FINAL CURTAIN FALLS
December 17, 2007 - 10:00 pm
Sunday was not to be "A New Day ... " for Celine Dion. But after being showered with accolades and 100,000 rose petals, the singer was looking forward to the rest of her weekend in nonsuperstar mode.
"For me tomorrow morning will be coffee time," the singer said, sitting on the front stage steps of the Colosseum at Caesars Palace.
She was talking to reporters at 1 a.m. Sunday, two hours after bringing down the curtain on her final performance.
"I will stay in the house," making Christmas cookies with her 6-year-old son, she said. "It will be so wonderful to be able to appreciate that. Do the Christmas tree, some decorations and all that. ...
"It sounds very unreal right now, but tomorrow morning it will be back to reality and I will be back to Mommy."
The final performance -- No. 717 if you don't count previews and a couple of benefits -- started late, ran an extra half hour and had the star speaking to the audience for more than eight minutes during her first break.
"Tonight I was emotionally invaded," Dion later told reporters. "It was very important for me to pace myself."
The singer added that she was "very tired vocally," after three weeks of interviews and promotion for her new album. But she realized, "It's not about singing tonight. It's about embracing life, embracing that success."
The success of "A New Day ..." -- which grossed more than $400 million and was seen by nearly 3 million people since it opened in March 2003 -- was celebrated more by fans, family and producers than by celebrity patrons.
Husband-manager Rene Angelil sat next to the couple's son, Rene-Charles, and Dion's mother. After the show, Angelil told reporters, the star's dressing room was crowded with 10 siblings (she is the youngest of 14 children).
"A New Day ..." normally began with a roaming camera that put audience close-ups on a giant video screen. But the final substituted comments from Harrah's Entertainment CEO Gary Loveman, and the screening of a documentary included on a new DVD version of the revue.
At the end, the singer typically presented a single rose to an audience member. But Saturday, after giving the rose to her son, he returned to the stage and gave it back to her. Later, another rose surprise: Show director Franco Dragone presenting more than 700 white blooms, one for each performance.
"I wonder if I can keep them and dry them?" she asked.
The thousands of red rose petals that showered the stage for the show's finale were a carefully guarded surprise to the singer and 50 dancers, said producer John Meglen. Many of the dancers loitered onstage long after the show ended, hugging and snapping photos as the patrons filed out.
The singer almost made good on her goal: "Try not to cry," she later told reporters. But in her long speech to the audience, she recounted how an "undreamable" idea surmounted its challenges. "At one point, it was feeling like the Titanic was about to sink again."
"But we believed and we went on with it, even though the vibe was not that positive," she added.
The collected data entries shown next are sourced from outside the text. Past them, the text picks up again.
use thiserror::Error;

use crate::{
    api::order_objects::OrderQueryFilter,
    db_types::{InventoryUnit, Order, Payment, Product, SellerAccount},
};

/// Read-only queries over accounts, catalog, orders and payments. All mutation goes through
/// [`crate::traits::MarketGatewayDatabase`].
#[allow(async_fn_in_trait)]
pub trait AccountManagement {
    /// Fetches the account with the given id, or `None` if it does not exist.
    async fn fetch_account(&self, account_id: i64) -> Result<Option<SellerAccount>, AccountApiError>;

    async fn fetch_product(&self, product_id: i64) -> Result<Option<Product>, AccountApiError>;

    /// The product's remaining inventory units, oldest first.
    async fn fetch_inventory(&self, product_id: i64) -> Result<Vec<InventoryUnit>, AccountApiError>;

    async fn fetch_order_by_id(&self, order_id: i64) -> Result<Option<Order>, AccountApiError>;

    /// Fetches orders according to the criteria in the filter, ordered by creation time.
    async fn search_orders(&self, query: OrderQueryFilter) -> Result<Vec<Order>, AccountApiError>;

    /// Every payment ever recorded for the seller, newest first.
    async fn fetch_payments_for_seller(&self, seller_id: i64) -> Result<Vec<Payment>, AccountApiError>;

    async fn fetch_payment_by_ref(&self, transfer_ref: &str) -> Result<Option<Payment>, AccountApiError>;

    /// The seller's unsettled top-up invoices, oldest first.
    async fn fetch_pending_topups_for_seller(&self, seller_id: i64) -> Result<Vec<Payment>, AccountApiError>;

    /// All unsettled top-up invoices across sellers, oldest first. The reconciliation worker's
    /// work list.
    async fn fetch_pending_topups(&self) -> Result<Vec<Payment>, AccountApiError>;
}

#[derive(Debug, Clone, Error)]
pub enum AccountApiError {
    #[error("Database error: {0}")]
    DatabaseError(String),
    #[error("User error constructing query: {0}")]
    QueryError(String),
}

impl From<sqlx::Error> for AccountApiError {
    fn from(e: sqlx::Error) -> Self {
        AccountApiError::DatabaseError(e.to_string())
    }
}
But for those who persevered, "It was worth it."
"Today is not an end," she told the crowd. "Today is a beginning, the beginning of the rest of our lives."
Bette Midler opens a new production, "The Showgirl Must Go On," in the Colosseum on Feb. 20. Cher is expected to be announced soon as Midler's main co-tenant.
Dion said her only advice to Midler was, "Have them fix the stage."
The steeply raked stage, designed to enhance the views from the upper balcony, will be removed in favor of a smaller, conventionally flat stage, and about 150 new seats will be added in the front rows of the 4,100-seat venue.